Like I said earlier, REST is not MVC. But that doesn’t mean that its not related to MVC. MVC is very well suited to building a User Interface. As I said earlier, you should build a separate application for your User Interface. Well, there is no reason why you can’t use a Resource as the Model in your MVC application. Rails already does this; ActiveResource allows you to use a REST Resource instead of a database table for your model.

This is where things get really interesting.

If you are already using resource representations for the models in your MVC user interface, why limit yourself to a single domain? There is no reason why you couldn’t use multiple domains. This allows for what I call DMVC: Distributed Model View Controller. By distributing your models over a number of applications (via REST media types) you can get get some great long term efficiencies by the serendipitous, and unplanned, reuse of REST APIs.

For example, if you have a non-trivial content management system, you are going to want to move your content changes from the author to an editor to perhaps a legal reviewer and maybe finally to a marketing manager before those changes are “live”. At the same time, you may have defect tracking system where defects move from reported, through any number of stages to completed. Traditionally, you would include something like acts_as_statemachine in each of your rails apps to get this functionality.

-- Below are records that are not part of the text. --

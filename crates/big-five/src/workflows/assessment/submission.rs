use chrono::{DateTime, Local};
use serde::{Deserialize, Serialize};

use super::scoring::TraitScores;
use crate::workflows::eligibility::RespondentProfile;

/// Scored output of one completed questionnaire.
///
/// Only [`AssessmentSession::finalize`](super::AssessmentSession::finalize) builds one, and
/// it does so only once every question has an answer.
#[derive(Debug, Clone, PartialEq)]
pub struct SubmissionRecord {
    timestamp: DateTime<Local>,
    respondent_name: String,
    respondent_identifier: String,
    dealership: String,
    region: String,
    scores: TraitScores,
}

impl SubmissionRecord {
    pub(crate) fn new(
        timestamp: DateTime<Local>,
        respondent: &RespondentProfile,
        scores: TraitScores,
    ) -> Self {
        Self {
            timestamp,
            respondent_name: respondent.name.clone(),
            respondent_identifier: respondent.cnic.clone(),
            dealership: respondent.dealership.clone(),
            region: respondent.city.clone(),
            scores,
        }
    }

    pub fn timestamp(&self) -> DateTime<Local> {
        self.timestamp
    }

    pub fn respondent_name(&self) -> &str {
        &self.respondent_name
    }

    pub fn respondent_identifier(&self) -> &str {
        &self.respondent_identifier
    }

    pub fn dealership(&self) -> &str {
        &self.dealership
    }

    pub fn region(&self) -> &str {
        &self.region
    }

    pub fn scores(&self) -> &TraitScores {
        &self.scores
    }

    pub fn payload(&self) -> SubmissionPayload {
        SubmissionPayload {
            timestamp: self.timestamp,
            name: self.respondent_name.clone(),
            identifier: self.respondent_identifier.clone(),
            dealership: self.dealership.clone(),
            city: self.region.clone(),
            openness_score: self.scores.openness.value(),
            conscientiousness_score: self.scores.conscientiousness.value(),
            extraversion_score: self.scores.extraversion.value(),
            agreeableness_score: self.scores.agreeableness.value(),
            stability_score: self.scores.emotional_stability.value(),
        }
    }
}

/// Wire shape handed to delivery collaborators and returned to clients.
#[derive(Debug, Clone, PartialEq, Serialize, Deserialize)]
#[serde(rename_all = "camelCase")]
pub struct SubmissionPayload {
    pub timestamp: DateTime<Local>,
    pub name: String,
    pub identifier: String,
    pub dealership: String,
    pub city: String,
    pub openness_score: f64,
    pub conscientiousness_score: f64,
    pub extraversion_score: f64,
    pub agreeableness_score: f64,
    pub stability_score: f64,
}
use google_sheets4::api::{Scope, ValueRange};
use google_sheets4::{hyper_rustls, hyper_util, yup_oauth2, Sheets};
use serde_json::Value;
use tokio::runtime::Handle;
use tracing::{debug, info};

use super::{DeliveryError, SubmissionSink};
use crate::config::{CredentialSource, SheetsConfig};
use crate::workflows::assessment::SubmissionRecord;

pub type SheetsConnector =
    hyper_rustls::HttpsConnector<hyper_util::client::legacy::connect::HttpConnector>;

const TIMESTAMP_FORMAT: &str = "%-m/%-d/%Y, %-I:%M:%S %p";

/// Appends one spreadsheet row per submission through the generated Sheets v4 client.
///
/// `deliver` blocks on the captured runtime handle, so it must run off the async
/// executor (for example inside `tokio::task::spawn_blocking`).
pub struct GoogleSheetsSink<C>
where
    C: google_sheets4::common::Connector + Send + Sync + 'static,
{
    hub: Sheets<C>,
    spreadsheet_id: String,
    range: String,
    runtime: Handle,
}

impl<C> GoogleSheetsSink<C>
where
    C: google_sheets4::common::Connector + Send + Sync + 'static,
{
    pub fn new(hub: Sheets<C>, spreadsheet_id: String, range: String, runtime: Handle) -> Self {
        Self {
            hub,
            spreadsheet_id,
            range,
            runtime,
        }
    }

    fn map_error<E: std::fmt::Display>(err: E) -> DeliveryError {
        DeliveryError::Backend(err.to_string())
    }
}

impl GoogleSheetsSink<SheetsConnector> {
    /// Authenticates with the configured service account and builds the hub.
    ///
    /// Must be called from within a Tokio runtime; its handle is kept for `deliver`.
    pub async fn connect(config: &SheetsConfig) -> Result<Self, DeliveryError> {
        let spreadsheet_id = config
            .require_spreadsheet_id()
            .map_err(|err| DeliveryError::Credentials(err.to_string()))?
            .to_string();

        let key = match &config.credentials {
            CredentialSource::Inline(json) => yup_oauth2::parse_service_account_key(json),
            CredentialSource::KeyFile(path) => yup_oauth2::read_service_account_key(path).await,
        }
        .map_err(|err| DeliveryError::Credentials(err.to_string()))?;

        let auth = yup_oauth2::ServiceAccountAuthenticator::builder(key)
            .build()
            .await
            .map_err(|err| DeliveryError::Credentials(err.to_string()))?;

        let connector = hyper_rustls::HttpsConnectorBuilder::new()
            .with_native_roots()
            .map_err(|err| DeliveryError::Runtime(err.to_string()))?
            .https_only()
            .enable_http2()
            .build();
        let client = hyper_util::client::legacy::Client::builder(
            hyper_util::rt::TokioExecutor::new(),
        )
        .build(connector);

        let runtime = Handle::try_current().map_err(|err| DeliveryError::Runtime(err.to_string()))?;
        info!(range = %config.range, "google sheets delivery configured");
        Ok(Self::new(
            Sheets::new(client, auth),
            spreadsheet_id,
            config.range.clone(),
            runtime,
        ))
    }
}

impl<C> std::fmt::Debug for GoogleSheetsSink<C>
where
    C: google_sheets4::common::Connector + Send + Sync + 'static,
{
    fn fmt(&self, f: &mut std::fmt::Formatter<'_>) -> std::fmt::Result {
        f.debug_struct("GoogleSheetsSink")
            .field("range", &self.range)
            .finish_non_exhaustive()
    }
}

impl<C> SubmissionSink for GoogleSheetsSink<C>
where
    C: google_sheets4::common::Connector + Send + Sync + 'static,
{
    fn deliver(&self, record: &SubmissionRecord) -> Result<(), DeliveryError> {
        let request = ValueRange {
            values: Some(vec![sheet_row(record)]),
            ..ValueRange::default()
        };

        let result = self.runtime.block_on(async {
            self.hub
                .spreadsheets()
                .values_append(request, &self.spreadsheet_id, &self.range)
                .value_input_option("USER_ENTERED")
                .add_scope(Scope::Spreadsheet)
                .doit()
                .await
        });

        let (_, response) = result.map_err(GoogleSheetsSink::<C>::map_error)?;
        debug!(
            updated_range = response
                .updates
                .as_ref()
                .and_then(|updates| updates.updated_range.as_deref())
                .unwrap_or("unknown"),
            "submission row appended"
        );
        Ok(())
    }
}

/// Column order A..J of the results sheet.
pub fn sheet_row(record: &SubmissionRecord) -> Vec<Value> {
    let scores = record.scores();
    vec![
        Value::String(record.timestamp().format(TIMESTAMP_FORMAT).to_string()),
        Value::String(record.respondent_name().to_string()),
        Value::String(record.respondent_identifier().to_string()),
        Value::String(record.dealership().to_string()),
        Value::String(record.region().to_string()),
        Value::String(scores.openness.to_string()),
        Value::String(scores.conscientiousness.to_string()),
        Value::String(scores.extraversion.to_string()),
        Value::String(scores.agreeableness.to_string()),
        Value::String(scores.emotional_stability.to_string()),
    ]
}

But if you apply the REST architectural style, you can create 3 independent applications: Content Management, Defect Management, Workflow. The Workflow applciation would have something like a State resource which would be associated with some other resource without knowing anything about that resource. If the business logic was sufficiently complex (for instance, a change in the State resource would change the associated resource) you could create another application that combined a State resource with a (let’s say) Defect resource to expose StatefulDefect resources.

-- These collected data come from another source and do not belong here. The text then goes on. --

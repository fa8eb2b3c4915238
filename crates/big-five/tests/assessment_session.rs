use big_five::workflows::assessment::{
    AssessmentBlueprint, AssessmentError, AssessmentSession, LikertValue, QuestionId,
    SessionPhase, TraitKind,
};
use big_five::workflows::eligibility::RespondentProfile;
use std::sync::Arc;

fn session() -> AssessmentSession {
    AssessmentSession::new(Arc::new(AssessmentBlueprint::standard()))
}

fn qid(id: u8) -> QuestionId {
    QuestionId::try_from(id).expect("valid question id")
}

fn likert(value: u8) -> LikertValue {
    LikertValue::try_from(value).expect("valid likert value")
}

fn respondent() -> RespondentProfile {
    RespondentProfile {
        cnic: "12345-1234567-1".to_string(),
        name: "Ayesha Khan".to_string(),
        city: "Lahore".to_string(),
        dealership: "Gulberg Motors".to_string(),
    }
}

#[test]
fn uniform_answers_of_three_score_three_everywhere() {
    let mut session = session();
    for id in QuestionId::all() {
        session.record_answer(id, likert(3)).expect("open");
    }
    while !session.is_on_final_section() {
        session.advance_section().expect("every section complete");
    }

    let record = session.finalize(&respondent()).expect("finalizes");
    for kind in TraitKind::ordered() {
        assert_eq!(record.scores().get(kind).to_string(), "3.0", "{kind}");
    }
    assert_eq!(record.respondent_name(), "Ayesha Khan");
    assert_eq!(record.region(), "Lahore");

    let payload = record.payload();
    assert_eq!(payload.identifier, "12345-1234567-1");
    assert_eq!(payload.conscientiousness_score, 3.0);
    assert_eq!(session.phase(), SessionPhase::Finalized);
}

#[test]
fn section_scores_match_reference_values() {
    let mut session = session();
    for id in 1..=6 {
        session.record_answer(qid(id), likert(5)).expect("open");
    }
    for (id, value) in (7..=11).zip(1..=5) {
        session.record_answer(qid(id), likert(value)).expect("open");
    }

    assert_eq!(session.compute_trait_score(TraitKind::Openness).to_string(), "5.0");
    assert_eq!(
        session
            .compute_trait_score(TraitKind::Conscientiousness)
            .to_string(),
        "2.5"
    );
}

#[test]
fn recording_the_same_answer_twice_is_idempotent() {
    let mut session = session();
    session.record_answer(qid(5), likert(4)).expect("open");
    session.record_answer(qid(5), likert(4)).expect("open");

    let answers: Vec<(u8, u8)> = session
        .responses()
        .iter()
        .map(|(id, value)| (id.get(), value.value()))
        .collect();
    assert_eq!(answers, vec![(5, 4)]);
}

#[test]
fn later_answers_overwrite_earlier_ones() {
    let mut session = session();
    session.record_answer(qid(9), likert(1)).expect("open");
    session.record_answer(qid(9), likert(5)).expect("open");
    assert_eq!(session.responses().get(qid(9)), Some(LikertValue::StronglyAgree));
    assert_eq!(session.progress().answered, 1);
}

#[test]
fn completeness_is_unaffected_by_unrelated_answers() {
    let mut session = session();
    for id in 7..=12 {
        session.record_answer(qid(id), likert(2)).expect("open");
    }
    assert!(session.is_section_complete(1));
    session.record_answer(qid(20), likert(2)).expect("open");
    assert!(session.is_section_complete(1));
    assert!(!session.is_section_complete(0));
    assert!(!session.is_section_complete(3));
}

#[test]
fn advancing_from_an_incomplete_section_keeps_the_index() {
    let mut session = session();
    session.record_answer(qid(1), likert(4)).expect("open");

    let err = session.advance_section().expect_err("section incomplete");
    assert!(matches!(
        err,
        AssessmentError::Completion {
            section: TraitKind::Openness,
            ..
        }
    ));
    assert_eq!(session.phase(), SessionPhase::Section(0));
}

#[test]
fn retreat_is_never_blocked_and_clamps_at_zero() {
    let mut session = session();
    for id in 1..=12 {
        session.record_answer(qid(id), likert(3)).expect("open");
    }
    assert_eq!(session.advance_section(), Ok(1));
    assert_eq!(session.advance_section(), Ok(2));
    assert_eq!(session.retreat_section(), Ok(1));
    assert_eq!(session.retreat_section(), Ok(0));
    assert_eq!(session.retreat_section(), Ok(0));
}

Also, because you have decoupled your the workflow from both your CMS and your defect tracking, you can reuse both to create a project management application where the content is not work flowed but managed wiki style and defects are not workflowed rather raised and closed since you have hourly builds to the project server (or what ever).

We already know how to optimize and scale web servers, and the same can be done here. Or, if this is a purely internal set of services (or even largely) you could create a more efficient connection mechanisms/schemes than HTTP (I’m not sure what those would be). Or you might try more efficient media types (for example using JSON or even a binary format).

REST, Associations & ORM

One of the more valuable parts of Rails is the ActiveRecord ORM. It allows you to say that a Blog belongs_to a User and a User has_many blogs. Associations between these objects are by ID as they refer to other records in the database.

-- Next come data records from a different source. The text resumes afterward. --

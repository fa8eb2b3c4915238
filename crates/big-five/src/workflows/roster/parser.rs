use std::io::Read;
use tracing::{debug, warn};

use super::RosterEntry;

/// Reads roster rows, dropping any row that cannot be read or carries no CNIC.
///
/// Columns are located by header name, so extra or reordered columns are fine. Cells
/// missing from a short row read as empty. Header problems still surface as errors
/// since no row could be read without them.
pub(crate) fn parse_entries<R: Read>(reader: R) -> Result<Vec<RosterEntry>, csv::Error> {
    let mut csv_reader = csv::ReaderBuilder::new()
        .trim(csv::Trim::All)
        .flexible(true)
        .from_reader(reader);

    let columns = RosterColumns::locate(csv_reader.headers()?);
    let Some(cnic_column) = columns.cnic else {
        warn!("roster has no cnic column");
        return Ok(Vec::new());
    };

    let mut entries = Vec::new();
    for (index, result) in csv_reader.records().enumerate() {
        let record = match result {
            Ok(record) => record,
            Err(err) => {
                debug!(row = index + 1, error = %err, "skipping unreadable roster row");
                continue;
            }
        };

        let identifier = cell(&record, Some(cnic_column));
        if identifier.is_empty() {
            debug!(row = index + 1, "skipping roster row without cnic");
            continue;
        }

        entries.push(RosterEntry {
            identifier,
            name: cell(&record, columns.name),
            region: cell(&record, columns.region),
            dealership: cell(&record, columns.dealership),
        });
    }

    Ok(entries)
}

#[derive(Debug, Default)]
struct RosterColumns {
    cnic: Option<usize>,
    name: Option<usize>,
    region: Option<usize>,
    dealership: Option<usize>,
}

impl RosterColumns {
    fn locate(headers: &csv::StringRecord) -> Self {
        let position = |name: &str| headers.iter().position(|header| header == name);
        Self {
            cnic: position("cnic"),
            name: position("name"),
            region: position("region"),
            dealership: position("dealership"),
        }
    }
}

fn cell(record: &csv::StringRecord, column: Option<usize>) -> String {
    column
        .and_then(|index| record.get(index))
        .unwrap_or_default()
        .to_string()
}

But REST blows that apart. Your Blog and your User are no longer stored in the same database. We refer to every unique resource by a URL so it may live somewhere totally unaccessible to us. If I have blogs and you have users, I can say that my blog belongs to a user, but I cannot expect your users will know anything about my blogs. Now perhaps the representation of the user that you give me includes a list of blogs that the user owns, in which case I can PUT back a representation that includes the URI of my Blog, but my code cannot rely on that information being known.

You also get some interesting behaviours.

All you have is a URI. You have NO idea what that resource is. As a result, its conceivable that I might try to create a blog that is “owned” by an image. Or the URI point to a resource that is a legitimate owner of the blog but its media types are not those that the blog application understands. For the most part, that’s OK because the blog application is really just an API, its not our User Interface. The User Interface application will need to have coping mechanisms for this but I’m not sure that’s a problem. If all you’re producing is an API, then its not even your problem.

More importantly, you get all sorts of strangely compelling polymorphism. Its liberating not to know what you’re associated with since it guarantees that you’ll become associated with all sorts of unexpected things.